● Work request
The lines to repeat are those below from the one containing "use crate::security::ConnectionRateLimiter;" down to the one containing "info!(user_id = %self.actor.user_id, error", both included; reproduce them exactly and nothing else.

Stored data:

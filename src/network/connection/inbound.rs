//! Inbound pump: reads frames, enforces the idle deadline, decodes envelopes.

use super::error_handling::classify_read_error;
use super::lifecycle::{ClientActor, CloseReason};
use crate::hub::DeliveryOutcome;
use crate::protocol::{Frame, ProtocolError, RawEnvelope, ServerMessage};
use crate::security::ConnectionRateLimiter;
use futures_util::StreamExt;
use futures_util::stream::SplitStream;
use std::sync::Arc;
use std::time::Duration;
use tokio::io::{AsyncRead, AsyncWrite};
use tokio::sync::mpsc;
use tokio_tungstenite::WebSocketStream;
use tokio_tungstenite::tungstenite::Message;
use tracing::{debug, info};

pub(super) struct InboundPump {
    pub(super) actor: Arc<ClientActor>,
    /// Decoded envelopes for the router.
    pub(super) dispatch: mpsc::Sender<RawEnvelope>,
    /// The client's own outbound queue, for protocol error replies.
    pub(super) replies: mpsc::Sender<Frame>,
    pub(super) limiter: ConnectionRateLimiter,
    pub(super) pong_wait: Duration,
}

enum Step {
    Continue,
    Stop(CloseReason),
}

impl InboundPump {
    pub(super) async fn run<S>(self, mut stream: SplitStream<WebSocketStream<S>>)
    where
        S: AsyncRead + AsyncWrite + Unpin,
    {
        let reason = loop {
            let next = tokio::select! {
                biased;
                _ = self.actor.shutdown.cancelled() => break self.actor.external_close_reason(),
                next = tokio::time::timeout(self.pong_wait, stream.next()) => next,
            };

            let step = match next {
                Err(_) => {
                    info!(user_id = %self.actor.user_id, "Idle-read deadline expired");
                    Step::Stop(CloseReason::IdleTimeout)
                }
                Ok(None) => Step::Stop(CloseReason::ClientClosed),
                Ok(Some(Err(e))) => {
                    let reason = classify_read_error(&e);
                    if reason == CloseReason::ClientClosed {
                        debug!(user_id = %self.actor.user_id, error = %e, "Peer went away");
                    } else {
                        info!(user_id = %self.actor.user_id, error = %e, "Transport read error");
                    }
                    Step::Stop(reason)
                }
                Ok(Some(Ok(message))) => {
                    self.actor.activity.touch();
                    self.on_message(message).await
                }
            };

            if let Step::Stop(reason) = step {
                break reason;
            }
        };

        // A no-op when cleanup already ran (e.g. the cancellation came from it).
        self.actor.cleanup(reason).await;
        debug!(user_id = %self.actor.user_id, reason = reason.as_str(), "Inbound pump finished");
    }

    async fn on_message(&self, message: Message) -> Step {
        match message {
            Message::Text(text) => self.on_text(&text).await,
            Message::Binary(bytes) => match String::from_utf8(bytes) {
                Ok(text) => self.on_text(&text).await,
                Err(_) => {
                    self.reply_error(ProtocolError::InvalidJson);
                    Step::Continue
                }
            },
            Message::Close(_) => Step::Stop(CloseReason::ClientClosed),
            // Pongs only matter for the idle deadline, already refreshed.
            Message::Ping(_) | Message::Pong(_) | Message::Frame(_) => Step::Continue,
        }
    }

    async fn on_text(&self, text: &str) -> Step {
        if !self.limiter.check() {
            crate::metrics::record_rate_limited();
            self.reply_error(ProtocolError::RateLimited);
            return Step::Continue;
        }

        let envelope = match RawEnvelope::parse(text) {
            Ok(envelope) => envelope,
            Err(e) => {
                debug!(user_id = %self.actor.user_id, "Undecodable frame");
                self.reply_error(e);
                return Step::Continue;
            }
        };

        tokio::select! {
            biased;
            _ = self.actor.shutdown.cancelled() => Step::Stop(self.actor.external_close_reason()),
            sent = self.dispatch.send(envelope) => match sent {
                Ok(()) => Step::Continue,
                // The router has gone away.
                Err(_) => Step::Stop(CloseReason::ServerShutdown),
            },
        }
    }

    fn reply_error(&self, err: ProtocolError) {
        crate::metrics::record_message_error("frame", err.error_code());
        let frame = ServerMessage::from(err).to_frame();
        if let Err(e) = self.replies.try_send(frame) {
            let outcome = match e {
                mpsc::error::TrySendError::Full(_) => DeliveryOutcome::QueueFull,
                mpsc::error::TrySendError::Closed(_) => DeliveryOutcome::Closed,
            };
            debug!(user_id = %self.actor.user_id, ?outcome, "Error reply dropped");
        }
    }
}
--
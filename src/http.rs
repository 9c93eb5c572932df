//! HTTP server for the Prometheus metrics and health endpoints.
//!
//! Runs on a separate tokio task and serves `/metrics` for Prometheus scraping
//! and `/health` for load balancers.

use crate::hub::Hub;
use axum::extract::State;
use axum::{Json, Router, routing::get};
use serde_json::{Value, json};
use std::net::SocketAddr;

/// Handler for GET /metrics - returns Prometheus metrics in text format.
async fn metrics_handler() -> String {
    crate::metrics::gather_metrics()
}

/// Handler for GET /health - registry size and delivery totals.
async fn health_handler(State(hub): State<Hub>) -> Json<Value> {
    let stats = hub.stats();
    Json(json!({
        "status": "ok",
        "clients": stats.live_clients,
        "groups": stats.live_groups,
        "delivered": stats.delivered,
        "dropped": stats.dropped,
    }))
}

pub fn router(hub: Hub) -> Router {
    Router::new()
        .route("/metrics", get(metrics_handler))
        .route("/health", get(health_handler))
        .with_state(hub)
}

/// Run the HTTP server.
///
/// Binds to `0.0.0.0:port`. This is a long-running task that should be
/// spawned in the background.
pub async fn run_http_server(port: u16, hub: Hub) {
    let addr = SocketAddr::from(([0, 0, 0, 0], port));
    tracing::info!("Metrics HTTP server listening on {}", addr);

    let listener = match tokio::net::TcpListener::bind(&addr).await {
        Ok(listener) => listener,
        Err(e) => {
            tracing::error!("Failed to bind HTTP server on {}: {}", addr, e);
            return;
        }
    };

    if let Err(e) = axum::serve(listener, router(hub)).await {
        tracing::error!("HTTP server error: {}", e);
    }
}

● Solution to this problem
use crate::security::ConnectionRateLimiter;
use futures_util::StreamExt;
use futures_util::stream::SplitStream;
use std::sync::Arc;
use std::time::Duration;
use tokio::io::{AsyncRead, AsyncWrite};
use tokio::sync::mpsc;
use tokio_tungstenite::WebSocketStream;
use tokio_tungstenite::tungstenite::Message;
use tracing::{debug, info};

pub(super) struct InboundPump {
    pub(super) actor: Arc<ClientActor>,
    /// Decoded envelopes for the router.
    pub(super) dispatch: mpsc::Sender<RawEnvelope>,
    /// The client's own outbound queue, for protocol error replies.
    pub(super) replies: mpsc::Sender<Frame>,
    pub(super) limiter: ConnectionRateLimiter,
    pub(super) pong_wait: Duration,
}

enum Step {
    Continue,
    Stop(CloseReason),
}

impl InboundPump {
    pub(super) async fn run<S>(self, mut stream: SplitStream<WebSocketStream<S>>)
    where
        S: AsyncRead + AsyncWrite + Unpin,
    {
        let reason = loop {
            let next = tokio::select! {
                biased;
                _ = self.actor.shutdown.cancelled() => break self.actor.external_close_reason(),
                next = tokio::time::timeout(self.pong_wait, stream.next()) => next,
            };

            let step = match next {
                Err(_) => {
                    info!(user_id = %self.actor.user_id, "Idle-read deadline expired");
                    Step::Stop(CloseReason::IdleTimeout)
                }
                Ok(None) => Step::Stop(CloseReason::ClientClosed),
                Ok(Some(Err(e))) => {
                    let reason = classify_read_error(&e);
                    if reason == CloseReason::ClientClosed {
                        debug!(user_id = %self.actor.user_id, error = %e, "Peer went away");
                    } else {
                        info!(user_id = %self.actor.user_id, error = %e, "Transport read error");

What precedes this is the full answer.